Publication year - 1981
Publication title -
cancer
Language(s) - English
Resource type - Journals
SCImago Journal Rank - 3.052
H-Index - 304
eISSN - 1097-0142
pISSN - 0008-543X
DOI - 10.1002/1097-0142(19810215)47:4<813::aid-cncr2820470431>3.0.co;2-j
Subject(s) - medicine , biopsy , lobular carcinoma , mastectomy , breast cancer , atypia , carcinoma in situ , radiology , breast carcinoma , carcinoma , breast biopsy , ductal carcinoma , surgery , cancer , mammography , pathology
This report describes the follow‐up of 108 women who underwent ipsilateral mastectomy for lobular carcinoma in situ (LCIS). Twenty‐four women found to have concurrent contralateral carcinoma underwent bilateral mastectomy. The contralateral breast was available for follow‐up in the remaining 84 cases, including 33 patients who underwent contralateral biopsy and 51 others who did not have a biopsy of the opposite breast at the time of initial treatment.
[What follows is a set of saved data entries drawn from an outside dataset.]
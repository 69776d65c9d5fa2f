use std::collections::HashSet;
use std::sync::Arc;

use chrono::{NaiveDate, Utc};
use futures::stream::{self, StreamExt};

use levy_core::{
    ContributionRecord, ContributionReport, DateRange, KingdomId, LandId, LevyError, PairOutcome,
    Period, WeeklyWindow, resolve, weekly_windows,
};

use crate::core::Levy;

impl Levy {
    /// Aggregate contributions for every kingdom over the given period.
    ///
    /// Resolves the period against the current UTC date, expands it into
    /// weekly windows, queries every (window, land) pair, and filters the
    /// collected records back to the requested range. The report's
    /// `from`/`to` echo the resolved range, not the expanded window bounds.
    ///
    /// # Errors
    /// Only a configured request deadline can fail this call
    /// ([`LevyError::RequestTimeout`]); pair-level failures are absorbed
    /// into the report's `pairs` metadata.
    pub async fn contributions(&self, period: &Period) -> Result<ContributionReport, LevyError> {
        self.contributions_at(period, Utc::now().date_naive()).await
    }

    /// [`contributions`](Self::contributions) with an explicit "today".
    ///
    /// Resolution is deterministic for a fixed date, which makes this the
    /// entry point for tests and replays.
    pub async fn contributions_at(
        &self,
        period: &Period,
        today: NaiveDate,
    ) -> Result<ContributionReport, LevyError> {
        let range = resolve(period, today);
        tracing::debug!(period = %period, from = %range.from, to = %range.to, "resolved reporting period");

        let (mut records, pairs) = self.fetch_range(&range).await?;
        retain_overlapping(&mut records, &range);

        Ok(ContributionReport {
            data: records,
            from: range.from,
            to: range.to,
            pairs,
        })
    }

    /// Aggregate contributions scoped to the given kingdoms.
    ///
    /// Same pipeline as [`contributions`](Self::contributions), then keeps
    /// only records whose kingdom id is in `kingdom_ids`. The per-pair
    /// outcomes are unaffected by the scoping.
    ///
    /// # Errors
    /// See [`contributions`](Self::contributions).
    pub async fn contributions_for_kingdoms(
        &self,
        kingdom_ids: &[KingdomId],
        period: &Period,
    ) -> Result<ContributionReport, LevyError> {
        self.contributions_for_kingdoms_at(kingdom_ids, period, Utc::now().date_naive())
            .await
    }

    /// [`contributions_for_kingdoms`](Self::contributions_for_kingdoms)
    /// with an explicit "today".
    pub async fn contributions_for_kingdoms_at(
        &self,
        kingdom_ids: &[KingdomId],
        period: &Period,
        today: NaiveDate,
    ) -> Result<ContributionReport, LevyError> {
        let mut report = self.contributions_at(period, today).await?;
        let wanted: HashSet<&KingdomId> = kingdom_ids.iter().collect();
        report.data.retain(|r| wanted.contains(&r.kingdom_id));
        Ok(report)
    }

    /// Fetch the full (window × land) cross-product for a range.
    ///
    /// Pairs run with at most `max_in_flight` fetches concurrently; each is
    /// bounded by the pair timeout and absorbed on failure. Completion
    /// order decides record and outcome order, which carries no meaning.
    async fn fetch_range(
        &self,
        range: &DateRange,
    ) -> Result<(Vec<ContributionRecord>, Vec<PairOutcome>), LevyError> {
        let windows = weekly_windows(range);
        tracing::debug!(
            from = %range.from,
            to = %range.to,
            windows = windows.len(),
            lands = self.cfg.lands.len(),
            "fanning out weekly-window fetches"
        );

        let pairs: Vec<(WeeklyWindow, LandId)> = windows
            .iter()
            .flat_map(|w| self.cfg.lands.iter().map(|l| (*w, l.clone())))
            .collect();

        let gather = stream::iter(pairs.into_iter().map(|(window, land)| {
            let provider = Arc::clone(&self.provider);
            let timeout = self.cfg.pair_timeout;
            async move {
                let res = Self::pair_call_with_timeout(
                    provider.name(),
                    timeout,
                    provider.land_contributions(&land, window),
                )
                .await;
                (window, land, res)
            }
        }))
        .buffer_unordered(self.cfg.max_in_flight)
        .collect::<Vec<_>>();

        let joined = if let Some(deadline) = self.cfg.request_timeout {
            (tokio::time::timeout(deadline, gather).await).map_err(|_| LevyError::RequestTimeout)?
        } else {
            gather.await
        };

        let mut records = Vec::new();
        let mut outcomes = Vec::with_capacity(joined.len());
        for (window, land, res) in joined {
            match res {
                Ok(rows) => {
                    tracing::debug!(
                        land = %land,
                        week = %window.start(),
                        rows = rows.len(),
                        "pair fetched"
                    );
                    outcomes.push(PairOutcome {
                        land_id: land.clone(),
                        window,
                        records: rows.len(),
                        error: None,
                    });
                    records.extend(
                        rows.into_iter()
                            .map(|row| ContributionRecord::stamp(row, window, land.clone())),
                    );
                }
                Err(e) => {
                    tracing::warn!(
                        land = %land,
                        week = %window.start(),
                        error = %e,
                        "pair fetch failed; contributing no records"
                    );
                    outcomes.push(PairOutcome {
                        land_id: land,
                        window,
                        records: 0,
                        error: Some(e),
                    });
                }
            }
        }
        Ok((records, outcomes))
    }
}

/// Retain only records whose weekly window overlaps the requested range.
fn retain_overlapping(records: &mut Vec<ContributionRecord>, range: &DateRange) {
    records.retain(|r| r.window().overlaps(range));
}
Five of these 84 patients later developed invasive cancer. Three had had a biopsy that revealed either atypia (two cases) or LCIS (one case). In the two other cases, there had not been a prior biopsy. Two of the 26 patients who had had a benign breast biopsy were found to have LCIS, but none subsequently had intraductal or invasive carcinoma, and none of the 26 women died of breast carcinoma. In this series, 64% of the women retained their contralateral breast; deaths due to contralateral breast carcinoma occurred with half the frequency that had been observed in a prior study of women with LCIS who did not have a contralateral biopsy. These results tend to support our current recommendation to treat LCIS by ipsilateral mastectomy and contralateral biopsy. However, it would be necessary to study these patients for approximately ten more years before results can be considered conclusive. Concurrently, prospective controlled investigations should be pursued to confirm these results, to identify patients most at risk in developing invasive carcinoma, and to determine whether nonsurgical therapy can modify the course of LCIS.